Trans-Pacific Partnership Agreement will drive growth opportunities for Vietnam and region

During US President Barack Obama’s recent visit to Vietnam in May 2016, he met with the startup community to talk about innovation and entrepreneurship. He also hosted a panel discussion with startups in Ho Chi Minh City, where Microsoft Vietnam’s Khoa Pham, Director of Corporate, External & Legal Affairs also shared his views and discussed key trends including the significance of a Trans-Pacific Partnership (TPP) deal.

From e-commerce sites to messaging applications, Vietnam’s startup scene is booming with many success stories. There is more potential in the pipeline, supported by an abundance of young entrepreneurs, a high internet and mobile penetration.

“With Microsoft’s mission to empower every person and every organization to achieve more, there’s no better market to do that than in Vietnam especially in today’s mobile-first cloud-first world,” said Khoa Pham, Director of Corporate, External & Legal Affairs, Microsoft Vietnam. He was speaking in panel discussion on entrepreneurship moderated by US President Barack Obama who was visiting in Vietnam. The other panel members were Le Hoang Uyen Vy, Managing Director of Adayroi; and Do Thi Thuy Hang, Vice President of Seedcom.

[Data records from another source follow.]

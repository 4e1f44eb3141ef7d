use chrono::{NaiveDate, NaiveDateTime, Timelike};
use serde::Serialize;
use std::collections::HashSet;

use crate::entities::Entity;

pub const WEEKDAYS: [&str; 7] = [
    "Monday",
    "Tuesday",
    "Wednesday",
    "Thursday",
    "Friday",
    "Saturday",
    "Sunday",
];

/// Calendar features derived from a parsed timestamp
#[derive(Debug, Clone, PartialEq, Eq, Serialize)]
pub struct CalendarFields {
    pub date_only: NaiveDate,
    pub hour: u32,
    pub weekday: String,
    pub month: String,
}

impl CalendarFields {
    pub fn derive(date: &NaiveDateTime) -> Self {
        Self {
            date_only: date.date(),
            hour: date.hour(),
            weekday: date.format("%A").to_string(),
            month: date.format("%Y-%m").to_string(),
        }
    }
}

#[derive(Debug, Clone, Serialize)]
pub struct EmailRecord {
    pub subject: String,
    pub sender: String,
    pub date: NaiveDateTime,
    pub body: String,
    #[serde(flatten)]
    pub calendar: CalendarFields,
    pub polarity: Option<f64>,
    pub entities: Option<Vec<Entity>>,
}

impl EmailRecord {
    pub fn new(subject: String, sender: String, date: NaiveDateTime, body: String) -> Self {
        let calendar = CalendarFields::derive(&date);
        Self {
            subject,
            sender,
            date,
            body,
            calendar,
            polarity: None,
            entities: None,
        }
    }

    pub fn date_only(&self) -> NaiveDate {
        self.calendar.date_only
    }
}

/// Records in source order, after row-level drops
#[derive(Debug, Clone, Default, Serialize)]
pub struct EmailTable {
    pub records: Vec<EmailRecord>,
}

impl EmailTable {
    pub fn new(records: Vec<EmailRecord>) -> Self {
        Self { records }
    }

    pub fn len(&self) -> usize {
        self.records.len()
    }

    pub fn is_empty(&self) -> bool {
        self.records.is_empty()
    }

    pub fn iter(&self) -> std::slice::Iter<'_, EmailRecord> {
        self.records.iter()
    }

    /// Earliest and latest calendar day, `None` for an empty table
    pub fn date_bounds(&self) -> Option<(NaiveDate, NaiveDate)> {
        let min = self.records.iter().map(|r| r.date_only()).min()?;
        let max = self.records.iter().map(|r| r.date_only()).max()?;
        Some((min, max))
    }

    /// Distinct senders, sorted
    pub fn senders(&self) -> Vec<String> {
        let mut senders: Vec<String> = self
            .records
            .iter()
            .map(|r| r.sender.clone())
            .collect::<HashSet<_>>()
            .into_iter()
            .collect();
        senders.sort();
        senders
    }

    pub fn unique_sender_count(&self) -> usize {
        self.records
            .iter()
            .map(|r| r.sender.as_str())
            .collect::<HashSet<_>>()
            .len()
    }
}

The panel also highlighted the role of technology in supporting businesses, especially in Vietnam’s transition into a knowledge-based economy. Khoa shared about how Microsoft Vietnam aims to achieve this through a national empowerment plan which mirrors the government’s ICT master plan by 2020 to develop Vietnam as an ICT advanced nation. The strategy comprises three pillars: ICT infrastructure, including cybersecurity and privacy issues; small and medium-sized enterprises, which includes the startup community of which Microsoft supports by providing free software and cloud services; and capacity building through STEM education for Vietnamese talent to acquire the right ICT skill sets.

“In today’s digital economy, public policy and regulatory environment need to be conducive and modernized for businesses to succeed,” said Khoa.

The panel also discussed about the potential of the Trans-Pacific Partnership (TPP) as a conduit to bring both the US and Vietnam economies closer together, accelerate economic reforms, boost economic competitiveness and open up new markets for both small and medium-sized businesses and large companies.

Khoa reiterated that the Microsoft supports the TPP deal, which is expected to be positive not just for the Vietnamese community and businesses, but also the broader regional economy.

The Trans-Pacific Partnership (TPP) is a new agreement among twelve countries: Australia, Brunei, Canada, Chile, Japan, Malaysia, Mexico, New Zealand, Peru, Singapore, the US, and Vietnam. These countries account for about 40% of global GDP and 800 million people. Microsoft supports the TPP because it strengthens rules-based trading regimes in these fast growing markets and contains groundbreaking provisions to enable digital trade, such as respecting privacy and security while promoting the free flow of data.

Strong trade agreements and trade policies are a complement to other economic policies needed to compete in the 21st century economy, such as building trust in technology with privacy and security policies and in preparing the workforce of the future, these are all policies that Microsoft embraces.